PROBLEM REQUIREMENTS:
Go over the data below and say how many lines hold the word "Some". Only the number is needed.

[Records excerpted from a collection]
== Segment start ==
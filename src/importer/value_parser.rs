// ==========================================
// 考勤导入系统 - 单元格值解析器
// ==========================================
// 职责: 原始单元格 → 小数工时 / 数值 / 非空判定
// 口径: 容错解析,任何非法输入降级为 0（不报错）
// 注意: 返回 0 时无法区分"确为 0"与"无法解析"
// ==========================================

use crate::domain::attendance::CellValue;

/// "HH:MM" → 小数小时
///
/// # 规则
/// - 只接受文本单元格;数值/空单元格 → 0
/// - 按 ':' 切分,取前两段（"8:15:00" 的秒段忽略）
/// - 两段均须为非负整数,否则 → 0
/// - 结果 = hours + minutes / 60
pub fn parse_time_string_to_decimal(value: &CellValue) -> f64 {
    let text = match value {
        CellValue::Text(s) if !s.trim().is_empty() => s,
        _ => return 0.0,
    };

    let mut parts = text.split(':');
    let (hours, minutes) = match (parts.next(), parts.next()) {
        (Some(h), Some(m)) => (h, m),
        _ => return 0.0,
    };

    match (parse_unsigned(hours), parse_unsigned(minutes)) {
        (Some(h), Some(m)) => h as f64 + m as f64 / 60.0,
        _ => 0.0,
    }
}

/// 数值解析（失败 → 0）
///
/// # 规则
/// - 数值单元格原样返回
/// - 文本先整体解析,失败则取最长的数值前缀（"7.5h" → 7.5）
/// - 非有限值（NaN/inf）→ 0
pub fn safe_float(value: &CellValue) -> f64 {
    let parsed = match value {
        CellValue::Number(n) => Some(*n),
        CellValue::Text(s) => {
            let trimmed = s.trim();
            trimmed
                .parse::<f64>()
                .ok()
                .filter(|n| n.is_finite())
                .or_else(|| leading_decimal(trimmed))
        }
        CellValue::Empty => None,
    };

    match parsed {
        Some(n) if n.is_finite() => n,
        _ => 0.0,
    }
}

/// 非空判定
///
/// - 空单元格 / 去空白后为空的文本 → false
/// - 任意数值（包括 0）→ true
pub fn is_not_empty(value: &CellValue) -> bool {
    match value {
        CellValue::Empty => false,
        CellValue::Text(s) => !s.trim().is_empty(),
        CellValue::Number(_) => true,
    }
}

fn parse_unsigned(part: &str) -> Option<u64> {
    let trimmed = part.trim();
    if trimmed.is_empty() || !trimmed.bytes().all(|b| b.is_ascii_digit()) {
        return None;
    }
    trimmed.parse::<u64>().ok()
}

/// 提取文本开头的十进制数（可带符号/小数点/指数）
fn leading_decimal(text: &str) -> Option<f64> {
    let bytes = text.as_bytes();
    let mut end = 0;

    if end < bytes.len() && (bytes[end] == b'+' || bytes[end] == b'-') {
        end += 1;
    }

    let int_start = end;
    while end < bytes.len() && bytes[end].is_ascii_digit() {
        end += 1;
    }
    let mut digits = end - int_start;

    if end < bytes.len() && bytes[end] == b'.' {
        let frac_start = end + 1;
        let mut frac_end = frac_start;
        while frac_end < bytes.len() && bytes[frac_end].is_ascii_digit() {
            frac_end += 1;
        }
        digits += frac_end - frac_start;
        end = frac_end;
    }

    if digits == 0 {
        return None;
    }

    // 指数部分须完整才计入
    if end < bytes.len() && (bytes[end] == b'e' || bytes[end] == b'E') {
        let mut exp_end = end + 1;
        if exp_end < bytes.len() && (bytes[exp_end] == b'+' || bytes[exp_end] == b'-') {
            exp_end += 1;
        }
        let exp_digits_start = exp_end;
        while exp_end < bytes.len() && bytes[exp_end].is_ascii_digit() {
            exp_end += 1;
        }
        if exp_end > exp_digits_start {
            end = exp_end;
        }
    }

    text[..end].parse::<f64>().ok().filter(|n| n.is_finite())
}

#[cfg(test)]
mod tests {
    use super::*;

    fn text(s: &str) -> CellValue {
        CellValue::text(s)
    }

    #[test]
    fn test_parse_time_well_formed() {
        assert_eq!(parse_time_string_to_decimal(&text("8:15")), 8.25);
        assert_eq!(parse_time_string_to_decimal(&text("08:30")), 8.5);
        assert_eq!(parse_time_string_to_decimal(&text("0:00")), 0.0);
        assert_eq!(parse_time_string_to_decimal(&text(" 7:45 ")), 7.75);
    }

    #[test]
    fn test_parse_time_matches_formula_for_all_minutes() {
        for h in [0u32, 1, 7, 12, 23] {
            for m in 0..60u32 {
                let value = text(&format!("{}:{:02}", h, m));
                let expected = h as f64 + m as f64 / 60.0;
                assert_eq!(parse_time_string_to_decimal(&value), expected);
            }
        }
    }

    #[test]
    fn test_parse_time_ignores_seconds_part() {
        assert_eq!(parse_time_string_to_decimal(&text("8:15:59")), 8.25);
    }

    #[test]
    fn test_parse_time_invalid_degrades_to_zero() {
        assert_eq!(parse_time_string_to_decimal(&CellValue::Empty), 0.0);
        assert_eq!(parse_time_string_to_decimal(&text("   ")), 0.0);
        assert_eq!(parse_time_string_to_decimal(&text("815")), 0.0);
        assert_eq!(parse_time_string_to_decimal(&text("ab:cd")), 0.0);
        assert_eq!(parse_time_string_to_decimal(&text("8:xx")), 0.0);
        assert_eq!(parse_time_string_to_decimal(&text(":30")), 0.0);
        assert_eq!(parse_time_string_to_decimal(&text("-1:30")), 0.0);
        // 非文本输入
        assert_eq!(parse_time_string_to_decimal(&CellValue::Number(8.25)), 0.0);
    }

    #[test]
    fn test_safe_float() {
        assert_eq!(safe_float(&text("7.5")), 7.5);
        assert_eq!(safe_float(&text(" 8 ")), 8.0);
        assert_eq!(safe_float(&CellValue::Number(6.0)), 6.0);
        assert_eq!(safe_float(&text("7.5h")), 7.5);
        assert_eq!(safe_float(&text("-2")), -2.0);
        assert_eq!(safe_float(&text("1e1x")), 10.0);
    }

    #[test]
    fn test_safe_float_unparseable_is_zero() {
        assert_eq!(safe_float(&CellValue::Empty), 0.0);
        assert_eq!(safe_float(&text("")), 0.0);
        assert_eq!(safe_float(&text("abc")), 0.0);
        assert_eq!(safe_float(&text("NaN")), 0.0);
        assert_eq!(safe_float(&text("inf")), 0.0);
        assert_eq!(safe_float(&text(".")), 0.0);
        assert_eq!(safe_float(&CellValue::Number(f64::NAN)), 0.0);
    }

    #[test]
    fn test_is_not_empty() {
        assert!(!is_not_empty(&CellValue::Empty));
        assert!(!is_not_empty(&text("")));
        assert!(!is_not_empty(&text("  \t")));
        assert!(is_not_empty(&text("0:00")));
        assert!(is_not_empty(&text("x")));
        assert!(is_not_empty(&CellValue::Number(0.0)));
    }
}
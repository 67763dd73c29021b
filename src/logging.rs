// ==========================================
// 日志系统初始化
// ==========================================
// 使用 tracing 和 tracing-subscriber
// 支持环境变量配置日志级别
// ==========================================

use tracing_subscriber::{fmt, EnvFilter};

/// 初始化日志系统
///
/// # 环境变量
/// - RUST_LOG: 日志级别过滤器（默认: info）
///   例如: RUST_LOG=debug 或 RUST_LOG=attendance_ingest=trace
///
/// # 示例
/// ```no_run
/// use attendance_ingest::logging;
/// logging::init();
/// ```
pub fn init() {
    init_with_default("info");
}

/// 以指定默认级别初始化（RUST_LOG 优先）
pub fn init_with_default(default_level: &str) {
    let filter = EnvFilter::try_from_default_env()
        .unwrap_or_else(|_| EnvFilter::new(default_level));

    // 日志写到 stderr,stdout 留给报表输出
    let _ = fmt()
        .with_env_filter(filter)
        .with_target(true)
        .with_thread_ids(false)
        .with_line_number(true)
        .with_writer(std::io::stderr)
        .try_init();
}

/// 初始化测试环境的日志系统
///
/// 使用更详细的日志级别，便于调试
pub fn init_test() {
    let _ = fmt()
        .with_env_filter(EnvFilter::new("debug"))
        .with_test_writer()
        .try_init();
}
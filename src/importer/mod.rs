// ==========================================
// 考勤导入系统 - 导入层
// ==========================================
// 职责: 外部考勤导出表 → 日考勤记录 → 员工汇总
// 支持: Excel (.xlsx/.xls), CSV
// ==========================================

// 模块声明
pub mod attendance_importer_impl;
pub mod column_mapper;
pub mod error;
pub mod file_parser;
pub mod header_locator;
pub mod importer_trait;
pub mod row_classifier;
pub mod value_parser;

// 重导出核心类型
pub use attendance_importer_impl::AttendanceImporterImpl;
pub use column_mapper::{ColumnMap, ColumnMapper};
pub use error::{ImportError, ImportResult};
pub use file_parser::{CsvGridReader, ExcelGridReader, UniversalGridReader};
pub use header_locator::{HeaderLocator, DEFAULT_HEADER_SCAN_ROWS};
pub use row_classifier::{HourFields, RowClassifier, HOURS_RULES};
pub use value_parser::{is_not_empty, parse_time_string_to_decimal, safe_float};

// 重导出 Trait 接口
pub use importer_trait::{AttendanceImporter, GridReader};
== Segment end ==
EXERCISE OUTPUT:
4